Beginning with the line that has "assert!(sink.collected().is_empty());", please write out each remaining line of the listing below, word for word.
........
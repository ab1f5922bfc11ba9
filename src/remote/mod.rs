//! Remote transcription/formatting service: trait seam, HTTP backend,
//! credential rotation, and retry orchestration.

pub mod credentials;
pub mod http;
pub mod retry;
pub mod service;

pub use credentials::{CredentialLease, CredentialPool};
pub use http::HttpRemoteService;
pub use retry::{RetryPolicy, RetryingClient};
pub use service::{MockRemoteService, Operation, Payload, RemoteService};
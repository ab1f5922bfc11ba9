//! End-to-end pipeline tests through the public API: capture source to
//! scheduler to workers to reassembly to the final formatting call and
//! paste sink.

use overscribe::capture::{ChannelFeed, MockCaptureSource, StreamCaptureSource};
use overscribe::clock::MockClock;
use overscribe::pipeline::scheduler::SegmentTiming;
use overscribe::pipeline::sink::CollectSink;
use overscribe::pipeline::types::SessionMode;
use overscribe::remote::credentials::CredentialPool;
use overscribe::remote::retry::{RetryPolicy, RetryingClient};
use overscribe::remote::service::{MockRemoteService, Operation};
use overscribe::session::{SessionController, SessionState};
use std::sync::Arc;
use std::time::Duration;

fn test_policy() -> RetryPolicy {
    RetryPolicy {
        max_retries: 3,
        rate_limit_backoff: Duration::from_millis(1),
        transient_backoff: Duration::from_millis(1),
        acquire_poll: Duration::from_millis(1),
    }
}

fn client_over(
    service: Arc<MockRemoteService>,
    keys: Vec<&str>,
) -> Arc<RetryingClient> {
    let pool = Arc::new(
        CredentialPool::new(
            keys.into_iter().map(String::from).collect(),
            Duration::from_secs(300),
            Arc::new(MockClock::new()),
        )
        .unwrap(),
    );
    Arc::new(RetryingClient::new(service, pool, test_policy()))
}

// One segment opens per start/resume; segment counts stay exact.
fn manual_timing() -> SegmentTiming {
    SegmentTiming {
        tick_interval: Duration::from_secs(60),
        segment_cap: Duration::from_secs(120),
    }
}

fn settle() {
    std::thread::sleep(Duration::from_millis(30));
}

#[test]
fn transcript_is_reassembled_in_segment_order() {
    let service = Arc::new(
        MockRemoteService::new()
            .with_response("alpha")
            .with_response("beta")
            .with_response("gamma")
            .with_response("Alpha beta gamma."),
    );
    let sink = CollectSink::new();
    let mut controller = SessionController::new(
        Arc::new(MockCaptureSource::new()),
        client_over(Arc::clone(&service), vec!["key-1"]),
        Arc::new(sink.clone()),
        manual_timing(),
        2,
        16000,
    );

    controller.start(SessionMode::Transcribe).unwrap();
    settle();
    controller.pause().unwrap();
    settle();
    controller.resume().unwrap();
    settle();
    controller.pause().unwrap();
    settle();
    controller.resume().unwrap();
    settle();

    let pasted = controller.stop_and_process().unwrap();
    assert_eq!(pasted, "Alpha beta gamma.");
    assert_eq!(sink.collected(), vec!["Alpha beta gamma."]);

    // The formatter received the pieces joined in segment order
    assert_eq!(service.text_payloads(), vec!["alpha beta gamma"]);

    // Transcribe per segment, then exactly one Format
    let ops: Vec<Operation> = service.calls().into_iter().map(|(op, _)| op).collect();
    assert_eq!(
        ops,
        vec![
            Operation::Transcribe,
            Operation::Transcribe,
            Operation::Transcribe,
            Operation::Format,
        ]
    );
}

#[test]
fn live_stream_segments_flow_through_to_paste() {
    let (feed_tx, feed) = ChannelFeed::new();
    let source = Arc::new(StreamCaptureSource::new(Box::new(feed), 16000));

    let service = Arc::new(MockRemoteService::new().with_default_response("sound"));
    let sink = CollectSink::new();

    let timing = SegmentTiming {
        tick_interval: Duration::from_millis(40),
        segment_cap: Duration::from_millis(100),
    };
    let mut controller = SessionController::new(
        source,
        client_over(Arc::clone(&service), vec!["key-1"]),
        Arc::new(sink.clone()),
        timing,
        2,
        16000,
    );

    controller.start(SessionMode::Transcribe).unwrap();

    // Feed ~200ms of audio in 20ms chunks, spanning several segments
    for _ in 0..10 {
        feed_tx.send(vec![42i16; 320]).unwrap();
        std::thread::sleep(Duration::from_millis(20));
    }

    let pasted = controller.stop_and_process().unwrap();
    assert_eq!(pasted, "sound");
    assert_eq!(sink.collected(), vec!["sound"]);
    assert_eq!(controller.state(), SessionState::Idle);

    // At least two overlapping segments were transcribed
    let transcribes = service
        .calls()
        .iter()
        .filter(|(op, _)| *op == Operation::Transcribe)
        .count();
    assert!(
        transcribes >= 2,
        "expected several segments, got {}",
        transcribes
    );

    // End the feed before the capture source drops and joins its feeder
    drop(feed_tx);
}

#[test]
fn rate_limited_credential_rotates_to_the_next_key() {
    let service = Arc::new(
        MockRemoteService::new()
            .with_rate_limited()
            .with_response("hello")
            .with_response("Hello."),
    );
    let sink = CollectSink::new();
    let mut controller = SessionController::new(
        Arc::new(MockCaptureSource::new()),
        client_over(Arc::clone(&service), vec!["key-1", "key-2"]),
        Arc::new(sink.clone()),
        manual_timing(),
        2,
        16000,
    );

    controller.start(SessionMode::Transcribe).unwrap();
    settle();

    let pasted = controller.stop_and_process().unwrap();
    assert_eq!(pasted, "Hello.");

    let keys: Vec<String> = service.calls().into_iter().map(|(_, key)| key).collect();
    assert_eq!(keys[0], "key-1");
    assert_eq!(keys[1], "key-2", "retry should use the fresh credential");
}

#[test]
fn cancelled_session_pastes_nothing_and_can_restart() {
    let service = Arc::new(MockRemoteService::new().with_default_response("never"));
    let sink = CollectSink::new();
    let mut controller = SessionController::new(
        Arc::new(MockCaptureSource::new()),
        client_over(Arc::clone(&service), vec!["key-1"]),
        Arc::new(sink.clone()),
        manual_timing(),
        2,
        16000,
    );

    controller.start(SessionMode::Prompt).unwrap();
    controller.cancel().unwrap();

    assert_eq!(controller.state(), SessionState::Idle);
    assert!(sink.collected().is_empty());

    // A new session in the other mode starts cleanly afterwards
    controller.start(SessionMode::Transcribe).unwrap();
    assert_eq!(controller.state(), SessionState::Recording);
    controller.cancel().unwrap();
}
........
--- WRITTEN RESPONSE ---
    assert!(sink.collected().is_empty());

    // A new session in the other mode starts cleanly afterwards
    controller.start(SessionMode::Transcribe).unwrap();
    assert_eq!(controller.state(), SessionState::Recording);
    controller.cancel().unwrap();
}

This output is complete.